HSV, 96, Bern und Sanogo: Die Posse des Jahres

Hannover 96 stand laut "kicker"-Informationen bereits kurz vor der Verpflichtung von Sekou Sanogo. Dann machte der Hamburger SV dem Ivorer schöne Augen und lotste ihn zu Gesprächen an die Elbe. Es wurde Einigkeit erzielt. Doch der Wechsel des Berner Mittelfeldmanns scheiterte wegen einer E-Mail, die 240 Sekunden zu spät beim HSV eintraf.

Der Schriftzug "The Power of Dreams" ("Die Kraft der Träume") ziert die gelben Trikots der Young Boys Bern. Sekou junior Sanogo, Angestellter des schweizerischen Erstligisten, muss das Jersey nun weiter überstreifen, obwohl sein Traum geplatzt ist. Zumindest erst einmal. Der 26 Jahre alte Fußball-Profi wünscht sich, in die Bundesliga zu wechseln. Am Montag war der Mittelfeldakteur seinem Ziel ganz nah.

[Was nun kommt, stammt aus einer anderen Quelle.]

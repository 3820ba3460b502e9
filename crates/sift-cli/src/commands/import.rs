//! Import command implementations

use std::fs::File;
use std::io::BufReader;
use std::path::Path;

use anyhow::{bail, Context, Result};
use sift_core::{Database, LedgerImporter};

use super::truncate;

pub fn cmd_import(db: &Database, file: &Path, max_bytes: u64) -> Result<()> {
    let size = std::fs::metadata(file)
        .with_context(|| format!("Failed to open file: {}", file.display()))?
        .len();
    if size > max_bytes {
        bail!(
            "File too large ({} bytes). Maximum size is {} MB",
            size,
            max_bytes / 1024 / 1024
        );
    }

    let file_name = file
        .file_name()
        .map(|n| n.to_string_lossy().into_owned())
        .unwrap_or_else(|| file.display().to_string());

    println!("📥 Importing {}...", file.display());

    let reader = BufReader::new(
        File::open(file).with_context(|| format!("Failed to open file: {}", file.display()))?,
    );
    let summary = LedgerImporter::new(db)
        .import(reader, &file_name)
        .context("Import failed, nothing was saved")?;

    println!("   Rows read: {}", summary.rows_seen);
    println!("   ✅ Imported: {}", summary.rows_inserted);
    if summary.rows_duplicate > 0 {
        println!("   ⏭️  Already in ledger: {}", summary.rows_duplicate);
    }
    if summary.rows_rejected > 0 {
        println!(
            "   ⚠️  Unreadable date or amount: {} (run with --verbose for details)",
            summary.rows_rejected
        );
    }
    println!("   Batch #{} ({})", summary.batch_id, &summary.sha256[..12.min(summary.sha256.len())]);

    Ok(())
}

pub fn cmd_imports_list(db: &Database, limit: i64) -> Result<()> {
    let batches = db.list_imports(limit)?;

    if batches.is_empty() {
        println!("No imports yet. Import a statement with:");
        println!("  sift import --file statement.csv");
        return Ok(());
    }

    println!();
    println!("📦 Import History");
    println!("   ─────────────────────────────────────────────────────────────");
    println!(
        "   {:>4} │ {:19} │ {:>5} │ {:>5} │ {:>5} │ {}",
        "ID", "When", "Rows", "New", "Skip", "File"
    );

    for batch in batches {
        println!(
            "   {:>4} │ {:19} │ {:>5} │ {:>5} │ {:>5} │ {}",
            batch.id,
            batch.created_at.format("%Y-%m-%d %H:%M:%S"),
            batch.rows_total,
            batch.rows_inserted,
            batch.rows_skipped,
            truncate(&batch.file_name, 30)
        );
    }

    Ok(())
}
//! Transaction handlers

use std::sync::Arc;

use axum::{
    extract::{Path, Query, State},
    Json,
};
use serde::{Deserialize, Serialize};
use tracing::debug;

use crate::{AppError, AppState, MAX_PAGE_LIMIT};
use sift_core::models::{Suggestion, Transaction, TransactionEdit};
use sift_core::{CategoryResolver, Error, OverrideLearner};

/// Query parameters for listing transactions
#[derive(Debug, Deserialize)]
pub struct TransactionQuery {
    #[serde(default = "default_limit")]
    pub limit: i64,
    #[serde(default)]
    pub offset: i64,
}

fn default_limit() -> i64 {
    50
}

#[derive(Serialize)]
pub struct TransactionResponse {
    pub transactions: Vec<Transaction>,
    pub total: i64,
    pub limit: i64,
    pub offset: i64,
}

/// A transaction with its effective values and deterministic suggestion
#[derive(Serialize)]
pub struct TransactionDetail {
    #[serde(flatten)]
    pub transaction: Transaction,
    pub effective_category: String,
    pub effective_merchant: String,
    pub suggestion: Option<Suggestion>,
}

#[derive(Serialize)]
pub struct UpdateTransactionResponse {
    #[serde(flatten)]
    pub detail: TransactionDetail,
    /// Whether the edit was recorded as a merchant override
    pub override_learned: bool,
}

#[derive(Serialize)]
pub struct AssistResponse {
    pub transaction_id: i64,
    pub suggestion: Option<Suggestion>,
    /// Why no suggestion is available, when it isn't
    pub unavailable: Option<String>,
}

fn load_detail(state: &AppState, id: i64) -> Result<TransactionDetail, AppError> {
    let transaction = state
        .db
        .get_transaction(id)?
        .ok_or_else(|| AppError::not_found(&format!("Transaction {} not found", id)))?;

    let suggestion = CategoryResolver::new(&state.db)
        .resolve(transaction.effective_merchant(), &transaction.details)?;

    Ok(TransactionDetail {
        effective_category: transaction.effective_category().to_string(),
        effective_merchant: transaction.effective_merchant().to_string(),
        transaction,
        suggestion,
    })
}

/// GET /api/transactions - List transactions, newest first
pub async fn list_transactions(
    State(state): State<Arc<AppState>>,
    Query(params): Query<TransactionQuery>,
) -> Result<Json<TransactionResponse>, AppError> {
    // Input validation: clamp pagination parameters
    let limit = params.limit.max(1).min(MAX_PAGE_LIMIT);
    let offset = params.offset.max(0);

    let transactions = state.db.list_transactions(limit, offset)?;
    let total = state.db.count_transactions()?;

    Ok(Json(TransactionResponse {
        transactions,
        total,
        limit,
        offset,
    }))
}

/// GET /api/transactions/:id - One transaction with its suggestion
pub async fn get_transaction(
    State(state): State<Arc<AppState>>,
    Path(id): Path<i64>,
) -> Result<Json<TransactionDetail>, AppError> {
    Ok(Json(load_detail(&state, id)?))
}

/// PUT /api/transactions/:id - Edit normalized fields and learn from them
pub async fn update_transaction(
    State(state): State<Arc<AppState>>,
    Path(id): Path<i64>,
    Json(edit): Json<TransactionEdit>,
) -> Result<Json<UpdateTransactionResponse>, AppError> {
    let override_learned = OverrideLearner::new(&state.db)
        .apply_edit(id, &edit)
        .map_err(AppError::from_core)?;

    Ok(Json(UpdateTransactionResponse {
        detail: load_detail(&state, id)?,
        override_learned,
    }))
}

/// POST /api/transactions/:id/assist - Ask the assistive classifier
///
/// Classifier failures are not errors: the response carries no suggestion
/// and the reason instead.
pub async fn assist_transaction(
    State(state): State<Arc<AppState>>,
    Path(id): Path<i64>,
) -> Result<Json<AssistResponse>, AppError> {
    match state.gateway.classify_transaction(&state.db, id).await {
        Ok(suggestion) => Ok(Json(AssistResponse {
            transaction_id: id,
            suggestion: Some(suggestion),
            unavailable: None,
        })),
        Err(Error::AssistUnavailable(failure)) => {
            debug!(id, %failure, "No assistive suggestion");
            Ok(Json(AssistResponse {
                transaction_id: id,
                suggestion: None,
                unavailable: Some(failure.to_string()),
            }))
        }
        Err(e) => Err(AppError::from_core(e)),
    }
}
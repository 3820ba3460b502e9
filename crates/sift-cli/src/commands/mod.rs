//! CLI command implementations
//!
//! Commands are organized by domain:
//! - `core` - `init` and shared utilities (open_db)
//! - `import` - Statement import and import history
//! - `transactions` - Ledger browsing, edits, deterministic suggestions
//! - `assist` - On-demand assistive classification
//! - `rules` - Category rule management
//! - `overrides` - Learned merchant overrides
//! - `summary` - Spending summary
//! - `serve` - Web server command

pub mod assist;
pub mod core;
pub mod import;
pub mod overrides;
pub mod rules;
pub mod serve;
pub mod summary;
pub mod transactions;

// Re-export command functions for main.rs
pub use assist::*;
pub use core::*;
pub use import::*;
pub use overrides::*;
pub use rules::*;
pub use serve::*;
pub use summary::*;
pub use transactions::*;

/// Truncate a string to a maximum number of characters, adding "..." if truncated
pub fn truncate(s: &str, max: usize) -> String {
    if s.chars().count() <= max {
        s.to_string()
    } else {
        let kept: String = s.chars().take(max.saturating_sub(3)).collect();
        format!("{}...", kept)
    }
}
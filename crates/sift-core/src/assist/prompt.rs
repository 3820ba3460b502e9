//! Prompt construction for assistive classification

/// Reply shape the classifier is asked to produce
pub const REPLY_SHAPE: &str = r#"{"category":"...","reason":"...","confidence":"low|med|high"}"#;

/// Build the classification prompt for one transaction
pub fn build_prompt(
    merchant_raw: &str,
    details: &str,
    amount_cents: i64,
    known_categories: &[String],
) -> String {
    format!(
        "You are helping classify personal finance transactions.\n\
         \n\
         Merchant: {}\n\
         Details: {}\n\
         Amount (cents, negative means spend): {}\n\
         \n\
         Known categories (pick one if appropriate):\n\
         {}\n\
         \n\
         Return JSON only:\n\
         {}\n",
        merchant_raw.trim(),
        details.trim(),
        amount_cents,
        known_categories.join(", "),
        REPLY_SHAPE
    )
}

#[cfg(test)]
mod tests {
    use super::*;

    #[test]
    fn test_prompt_embeds_inputs() {
        let prompt = build_prompt(
            "  CORNER CAFE 123 ",
            "POS PURCHASE",
            -4530,
            &["Dining".to_string(), "Groceries".to_string()],
        );

        assert!(prompt.contains("Merchant: CORNER CAFE 123\n"));
        assert!(prompt.contains("Details: POS PURCHASE\n"));
        assert!(prompt.contains("Amount (cents, negative means spend): -4530\n"));
        assert!(prompt.contains("Dining, Groceries"));
        assert!(prompt.trim_end().ends_with(REPLY_SHAPE));
    }
}
//! Spending reports

use chrono::NaiveDate;
use rusqlite::params;

use super::Database;
use crate::error::Result;
use crate::models::{CategorySpend, SpendingSummary, UNCATEGORISED};

impl Database {
    /// Spend per effective category from `since` onward, largest first.
    ///
    /// Only outflows count. Categories with no spend in the period are left out.
    pub fn spending_by_category(&self, since: NaiveDate) -> Result<Vec<CategorySpend>> {
        let conn = self.conn()?;
        let mut stmt = conn.prepare(
            r#"
            SELECT COALESCE(NULLIF(category_norm, ''), NULLIF(category_raw, ''), ?2) AS cat,
                   SUM(-amount_cents) AS spend,
                   COUNT(*)
            FROM transactions
            WHERE txn_date >= ?1 AND amount_cents < 0
            GROUP BY cat
            ORDER BY spend DESC, cat
            "#,
        )?;

        let categories = stmt
            .query_map(params![since.to_string(), UNCATEGORISED], |row| {
                Ok(CategorySpend {
                    category: row.get(0)?,
                    spend_cents: row.get(1)?,
                    transaction_count: row.get(2)?,
                })
            })?
            .collect::<std::result::Result<Vec<_>, _>>()?;

        Ok(categories)
    }

    /// Total inflow and outflow from `since` onward, both as positive minor units
    pub fn income_and_expense(&self, since: NaiveDate) -> Result<(i64, i64)> {
        let conn = self.conn()?;
        let totals = conn.query_row(
            r#"
            SELECT COALESCE(SUM(CASE WHEN amount_cents > 0 THEN amount_cents ELSE 0 END), 0),
                   COALESCE(SUM(CASE WHEN amount_cents < 0 THEN -amount_cents ELSE 0 END), 0)
            FROM transactions
            WHERE txn_date >= ?
            "#,
            params![since.to_string()],
            |row| Ok((row.get(0)?, row.get(1)?)),
        )?;
        Ok(totals)
    }

    pub fn spending_summary(&self, since: NaiveDate) -> Result<SpendingSummary> {
        let (income_cents, expense_cents) = self.income_and_expense(since)?;
        Ok(SpendingSummary {
            since,
            income_cents,
            expense_cents,
            categories: self.spending_by_category(since)?,
        })
    }
}
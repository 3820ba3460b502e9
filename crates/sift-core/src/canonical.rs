//! Row canonicalization for card statement exports
//!
//! Turns one raw CSV record into typed, trimmed fields plus a content
//! fingerprint. Columns are looked up by header name, case-insensitively,
//! so column order and extra columns in the export do not matter.
//!
//! Known columns: Date, Amount, Account Number, Transaction Type,
//! Transaction Details, Category, Merchant Name, Processed On.

use std::collections::HashMap;

use chrono::NaiveDate;
use csv::StringRecord;
use serde::Serialize;
use sha2::{Digest, Sha256};
use thiserror::Error;

/// Statement date layout, e.g. `07 Feb 26`
pub const STATEMENT_DATE_FORMAT: &str = "%d %b %y";

pub mod columns {
    pub const DATE: &str = "date";
    pub const AMOUNT: &str = "amount";
    pub const ACCOUNT: &str = "account number";
    pub const TXN_TYPE: &str = "transaction type";
    pub const DETAILS: &str = "transaction details";
    pub const CATEGORY: &str = "category";
    pub const MERCHANT: &str = "merchant name";
    pub const PROCESSED_ON: &str = "processed on";
}

/// Header name → column index, keyed by lowercased trimmed name
#[derive(Debug, Clone, Default)]
pub struct HeaderIndex {
    columns: HashMap<String, usize>,
}

impl HeaderIndex {
    /// Build from a header row. Blank names are ignored; a repeated name
    /// points at its last occurrence.
    pub fn from_headers<'a, I>(headers: I) -> Self
    where
        I: IntoIterator<Item = &'a str>,
    {
        let mut columns = HashMap::new();
        for (i, header) in headers.into_iter().enumerate() {
            let key = header.trim().to_lowercase();
            if key.is_empty() {
                continue;
            }
            columns.insert(key, i);
        }
        Self { columns }
    }

    /// Trimmed value of `name` in `record`, or "" if the column is absent
    /// or the row is short
    pub fn get<'r>(&self, record: &'r StringRecord, name: &str) -> &'r str {
        self.columns
            .get(&name.trim().to_lowercase())
            .and_then(|&i| record.get(i))
            .map(str::trim)
            .unwrap_or("")
    }

    pub fn contains(&self, name: &str) -> bool {
        self.columns.contains_key(&name.trim().to_lowercase())
    }
}

/// Why a record was left out of the ledger
#[derive(Error, Debug, Clone, PartialEq, Eq)]
pub enum RowRejection {
    #[error("invalid date {0:?}")]
    InvalidDate(String),

    #[error("invalid amount {0:?}")]
    InvalidAmount(String),
}

/// A statement row ready for insertion
#[derive(Debug, Clone, PartialEq, Eq, Serialize)]
pub struct CanonicalRow {
    pub txn_date: NaiveDate,
    pub processed_on: String,
    pub amount_cents: i64,
    pub account: String,
    pub txn_type: String,
    pub details: String,
    pub category_raw: String,
    pub merchant_raw: String,
    pub row_hash: String,
}

/// Parse a statement date (`DD Mon YY`)
pub fn parse_statement_date(s: &str) -> Result<NaiveDate, RowRejection> {
    let s = s.trim();
    if s.is_empty() {
        return Err(RowRejection::InvalidDate(String::new()));
    }
    NaiveDate::parse_from_str(s, STATEMENT_DATE_FORMAT)
        .map_err(|_| RowRejection::InvalidDate(s.to_string()))
}

/// Convert a whole-currency decimal string to minor units.
///
/// The fractional remainder is truncated toward zero, not rounded.
/// Stored fingerprints depend on this.
pub fn parse_amount_cents(s: &str) -> Result<i64, RowRejection> {
    let s = s.trim();
    let value: f64 = s
        .parse()
        .map_err(|_| RowRejection::InvalidAmount(s.to_string()))?;
    if !value.is_finite() {
        return Err(RowRejection::InvalidAmount(s.to_string()));
    }
    Ok((value * 100.0) as i64)
}

/// Content fingerprint over the immutable source fields.
///
/// Normalized fields and notes never take part, so user edits do not
/// change a row's identity.
#[allow(clippy::too_many_arguments)]
pub fn fingerprint(
    txn_date: NaiveDate,
    processed_on: &str,
    amount_cents: i64,
    account: &str,
    txn_type: &str,
    details: &str,
    category_raw: &str,
    merchant_raw: &str,
) -> String {
    let material = [
        format!("date={}", txn_date.format("%Y-%m-%d")),
        format!("processed={}", processed_on),
        format!("amount_cents={}", amount_cents),
        format!("acct={}", account),
        format!("type={}", txn_type),
        format!("details={}", details),
        format!("cat={}", category_raw),
        format!("merchant={}", merchant_raw),
    ]
    .join("\n");

    let mut hasher = Sha256::new();
    hasher.update(material.as_bytes());
    hex::encode(hasher.finalize())
}

/// Canonicalize one record
pub fn canonicalize(
    index: &HeaderIndex,
    record: &StringRecord,
) -> Result<CanonicalRow, RowRejection> {
    let txn_date = parse_statement_date(index.get(record, columns::DATE))?;
    let amount_cents = parse_amount_cents(index.get(record, columns::AMOUNT))?;

    let processed_on = index.get(record, columns::PROCESSED_ON).to_string();
    let account = index.get(record, columns::ACCOUNT).to_string();
    let txn_type = index.get(record, columns::TXN_TYPE).to_string();
    let details = index.get(record, columns::DETAILS).to_string();
    let category_raw = index.get(record, columns::CATEGORY).to_string();
    let merchant_raw = index.get(record, columns::MERCHANT).to_string();

    let row_hash = fingerprint(
        txn_date,
        &processed_on,
        amount_cents,
        &account,
        &txn_type,
        &details,
        &category_raw,
        &merchant_raw,
    );

    Ok(CanonicalRow {
        txn_date,
        processed_on,
        amount_cents,
        account,
        txn_type,
        details,
        category_raw,
        merchant_raw,
        row_hash,
    })
}
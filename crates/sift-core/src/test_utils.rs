//! Test utilities for sift-core
//!
//! A mock Ollama server that answers classification prompts the way a chatty
//! model would: a sentence of commentary followed by the JSON object.

use axum::{
    extract::Json,
    routing::{get, post},
    Router,
};
use serde::{Deserialize, Serialize};
use std::net::SocketAddr;
use tokio::sync::oneshot;

/// Mock Ollama server for testing and development
pub struct MockOllamaServer {
    addr: SocketAddr,
    shutdown_tx: Option<oneshot::Sender<()>>,
}

impl MockOllamaServer {
    /// Start the mock server on an available port
    pub async fn start() -> Self {
        let app = Router::new()
            .route("/api/tags", get(handle_tags))
            .route("/api/generate", post(handle_generate));

        let listener = tokio::net::TcpListener::bind("127.0.0.1:0").await.unwrap();
        let addr = listener.local_addr().unwrap();

        let (shutdown_tx, shutdown_rx) = oneshot::channel();

        tokio::spawn(async move {
            axum::serve(listener, app)
                .with_graceful_shutdown(async {
                    shutdown_rx.await.ok();
                })
                .await
                .unwrap();
        });

        Self {
            addr,
            shutdown_tx: Some(shutdown_tx),
        }
    }

    /// Base URL, usable as `OLLAMA_HOST`
    pub fn url(&self) -> String {
        format!("http://{}", self.addr)
    }

    pub fn stop(&mut self) {
        if let Some(tx) = self.shutdown_tx.take() {
            let _ = tx.send(());
        }
    }
}

impl Drop for MockOllamaServer {
    fn drop(&mut self) {
        self.stop();
    }
}

#[derive(Serialize)]
struct TagsResponse {
    models: Vec<ModelInfo>,
}

#[derive(Serialize)]
struct ModelInfo {
    name: String,
}

#[derive(Deserialize)]
struct GenerateRequest {
    model: String,
    prompt: String,
}

#[derive(Serialize)]
struct GenerateResponse {
    model: String,
    response: String,
    done: bool,
}

async fn handle_tags() -> Json<TagsResponse> {
    Json(TagsResponse {
        models: vec![ModelInfo {
            name: "llama3.2:latest".to_string(),
        }],
    })
}

async fn handle_generate(Json(request): Json<GenerateRequest>) -> Json<GenerateResponse> {
    let merchant = request
        .prompt
        .lines()
        .find_map(|l| l.strip_prefix("Merchant:"))
        .unwrap_or("")
        .trim()
        .to_uppercase();

    let (category, reason, confidence) = if merchant.contains("NETFLIX") {
        ("Subscriptions", "streaming service", "high")
    } else if merchant.contains("CAFE") || merchant.contains("STARBUCKS") {
        ("Dining", "coffee shop", "med")
    } else if merchant.contains("SHELL") || merchant.contains("UBER") {
        ("Transport", "fuel or rides", "med")
    } else {
        ("Other", "no strong signal", "low")
    };

    let json = serde_json::json!({
        "category": category,
        "reason": reason,
        "confidence": confidence,
    });

    Json(GenerateResponse {
        model: request.model,
        response: format!("Sure! Based on the merchant name, here is my answer:\n{}\n", json),
        done: true,
    })
}
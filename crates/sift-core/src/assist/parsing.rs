//! Parsing of classifier output
//!
//! Models often wrap the requested JSON in commentary. The whole trimmed
//! output is tried first; failing that, the last balanced `{...}` object in
//! the text is parsed on its own.

use serde::Deserialize;
use tracing::debug;

use crate::error::AssistFailure;
use crate::models::{Confidence, Suggestion, SuggestionSource};

#[derive(Debug, Deserialize)]
struct RawClassification {
    #[serde(default)]
    category: String,
    #[serde(default)]
    reason: String,
    #[serde(default)]
    confidence: Option<String>,
}

/// Parse and validate a classifier reply
pub fn parse_classification(output: &str) -> Result<Suggestion, AssistFailure> {
    let trimmed = output.trim();

    let raw = match serde_json::from_str::<RawClassification>(trimmed) {
        Ok(raw) => raw,
        Err(_) => {
            let candidate = last_json_object(trimmed).ok_or_else(|| {
                AssistFailure::Format(format!("output was not JSON: {}", truncate(trimmed, 200)))
            })?;
            serde_json::from_str::<RawClassification>(candidate).map_err(|e| {
                AssistFailure::Format(format!("{} | Raw: {}", e, truncate(candidate, 200)))
            })?
        }
    };

    let category = raw.category.trim();
    if category.is_empty() {
        return Err(AssistFailure::Format("reply has no category".into()));
    }

    let confidence = raw.confidence.as_deref().and_then(|c| {
        let parsed = c.parse::<Confidence>().ok();
        if parsed.is_none() {
            debug!(confidence = c, "Ignoring unrecognized confidence");
        }
        parsed
    });

    Ok(Suggestion {
        category: category.to_string(),
        reason: raw.reason.trim().to_string(),
        source: SuggestionSource::Assistive,
        confidence,
    })
}

/// Last balanced `{...}` object in the text.
///
/// Every `{` is tried as the start of a JSON object, so stray unclosed braces
/// in surrounding commentary do not hide a later object. Of the objects
/// found, the one ending last wins, and the outermost one when nested.
pub fn last_json_object(text: &str) -> Option<&str> {
    let mut best: Option<(usize, usize)> = None;

    for (start, _) in text.rmatch_indices('{') {
        let mut stream =
            serde_json::Deserializer::from_str(&text[start..]).into_iter::<serde_json::Value>();
        if !matches!(stream.next(), Some(Ok(serde_json::Value::Object(_)))) {
            continue;
        }
        let end = start + stream.byte_offset();
        if best.map_or(true, |(_, best_end)| end > best_end) {
            best = Some((start, end));
        }
    }

    best.map(|(start, end)| &text[start..end])
}

fn truncate(s: &str, max: usize) -> String {
    if s.len() <= max {
        return s.to_string();
    }
    let mut end = max;
    while !s.is_char_boundary(end) {
        end -= 1;
    }
    format!("{}...", &s[..end])
}
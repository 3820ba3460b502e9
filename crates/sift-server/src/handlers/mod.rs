//! HTTP request handlers organized by domain
//!
//! Each submodule contains handlers for a specific API area.

pub mod health;
pub mod imports;
pub mod overrides;
pub mod rules;
pub mod summary;
pub mod transactions;

// Re-export all handlers for use in router
pub use health::*;
pub use imports::*;
pub use overrides::*;
pub use rules::*;
pub use summary::*;
pub use transactions::*;
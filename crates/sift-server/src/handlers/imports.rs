//! Statement import and import history handlers

use std::sync::Arc;

use axum::{
    extract::{Multipart, Path, Query, State},
    http::StatusCode,
    Json,
};
use serde::{Deserialize, Serialize};
use tracing::info;

use crate::{AppError, AppState, MAX_PAGE_LIMIT};
use sift_core::models::{ImportBatch, ImportSummary};
use sift_core::LedgerImporter;

#[derive(Debug, Serialize)]
pub struct ImportResponse {
    pub file_name: String,
    #[serde(flatten)]
    pub summary: ImportSummary,
}

/// POST /api/import - Import a statement CSV
///
/// Expects multipart form with:
/// - file: CSV file (required, size-limited)
pub async fn import_csv(
    State(state): State<Arc<AppState>>,
    mut multipart: Multipart,
) -> Result<(StatusCode, Json<ImportResponse>), AppError> {
    let max_size = state.config.max_upload_size;
    let mut upload: Option<(String, Vec<u8>)> = None;

    while let Some(mut field) = multipart
        .next_field()
        .await
        .map_err(|e| AppError::bad_request(&format!("Failed to read form field: {}", e)))?
    {
        if field.name() != Some("file") {
            continue;
        }

        let file_name = field
            .file_name()
            .map(|s| s.to_string())
            .unwrap_or_else(|| "upload.csv".to_string());

        // Read in chunks so an oversized upload is refused without buffering it all
        let mut data = Vec::new();
        while let Some(chunk) = field
            .chunk()
            .await
            .map_err(|_| AppError::bad_request("Failed to read file data"))?
        {
            if data.len() + chunk.len() > max_size {
                return Err(AppError::payload_too_large(&format!(
                    "File too large. Maximum size is {} MB",
                    max_size / 1024 / 1024
                )));
            }
            data.extend_from_slice(&chunk);
        }

        upload = Some((file_name, data));
    }

    let (file_name, data) = upload.ok_or_else(|| AppError::bad_request("Missing file field"))?;

    let db = state.db.clone();
    let name = file_name.clone();
    let summary = tokio::task::spawn_blocking(move || {
        LedgerImporter::new(&db).import(data.as_slice(), &name)
    })
    .await?
    .map_err(AppError::from_core)?;

    info!(
        file = %file_name,
        inserted = summary.rows_inserted,
        skipped = summary.rows_skipped,
        "Statement uploaded"
    );

    Ok((
        StatusCode::CREATED,
        Json(ImportResponse { file_name, summary }),
    ))
}

#[derive(Debug, Deserialize)]
pub struct ImportListQuery {
    #[serde(default = "default_limit")]
    pub limit: i64,
}

fn default_limit() -> i64 {
    50
}

/// GET /api/imports - Import batches, newest first
pub async fn list_imports(
    State(state): State<Arc<AppState>>,
    Query(params): Query<ImportListQuery>,
) -> Result<Json<Vec<ImportBatch>>, AppError> {
    let limit = params.limit.max(1).min(MAX_PAGE_LIMIT);
    Ok(Json(state.db.list_imports(limit)?))
}

/// GET /api/imports/:id - One import batch
pub async fn get_import(
    State(state): State<Arc<AppState>>,
    Path(id): Path<i64>,
) -> Result<Json<ImportBatch>, AppError> {
    let batch = state
        .db
        .get_import(id)?
        .ok_or_else(|| AppError::not_found(&format!("Import {} not found", id)))?;
    Ok(Json(batch))
}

Er hatte zunächst geplant nach Hannover zu fliegen, um mit 96 zu verhandeln. Ein Ticket lag schon bereit. Dann aber zeigte auch der andere HSV, der aus Hamburg, Interesse an ihm.
Berns E-Mail kommt zu spät beim HSV an

Sanogo buchte um und landete um 14 Uhr mit zwei Beratern an der Elbe. Es folgten der obligatorische Medizincheck und die Einigung mit den Hanseaten. Der Rest, so waren sich alle Parteien eineinhalb Stunden vor der Schließung des Transferfensters (18 Uhr) einig, würde nur noch Formsache sein. Sie sollten sich gewaltig irren. Weil die E-Mail der Schweizer mit der Vereinbarung beider Clubs erst um 18.04 Uhr bei den Hamburgern einging, platzten der Deal und Sanogos Traum. Was bleibt, sind zwei Vereine, die sich gegenseitig die Schuld für die peinliche Panne zuschieben und ein frustrierter Fußballer.
Knäbel: "Das ist sehr ärgerlich"

Der HSV war bereits kurz nach dem Scheitern des Geschäfts bemüht, die Eidgenossen dafür verantwortlich zu machen. "Am heutigen Nachmittag waren wir uns über das Leihgeschäft einig. Leider wurden die für den Transfer erforderlichen Dokumente in Bern zu spät versendet und erreichten uns nach 18 Uhr. Das ist sehr ärgerlich", wurde Sportchef Peter Knäbel in einem am Montagabend auf der Homepage des Bundesligisten veröffentlichten Interview zitiert. Die Verantwortlichen der Young Boys äußerten sich zunächst nicht. Das konnte zumindest als Indiz gewertet werden, dass sie tatsächlich die elektronische Post zu spät versendet hatten. Knäbel, der die Verhandlungen führte, hätte in diesem Fall sein Gesicht gewahrt. Doch ist der Schilderung der Schweizer Boulevard-Zeitung "Blick" vom Dienstagmorgen Glauben zu schenken, trägt der HSV-Sportchef zumindest eine Mitschuld an dem Transfer-Theater.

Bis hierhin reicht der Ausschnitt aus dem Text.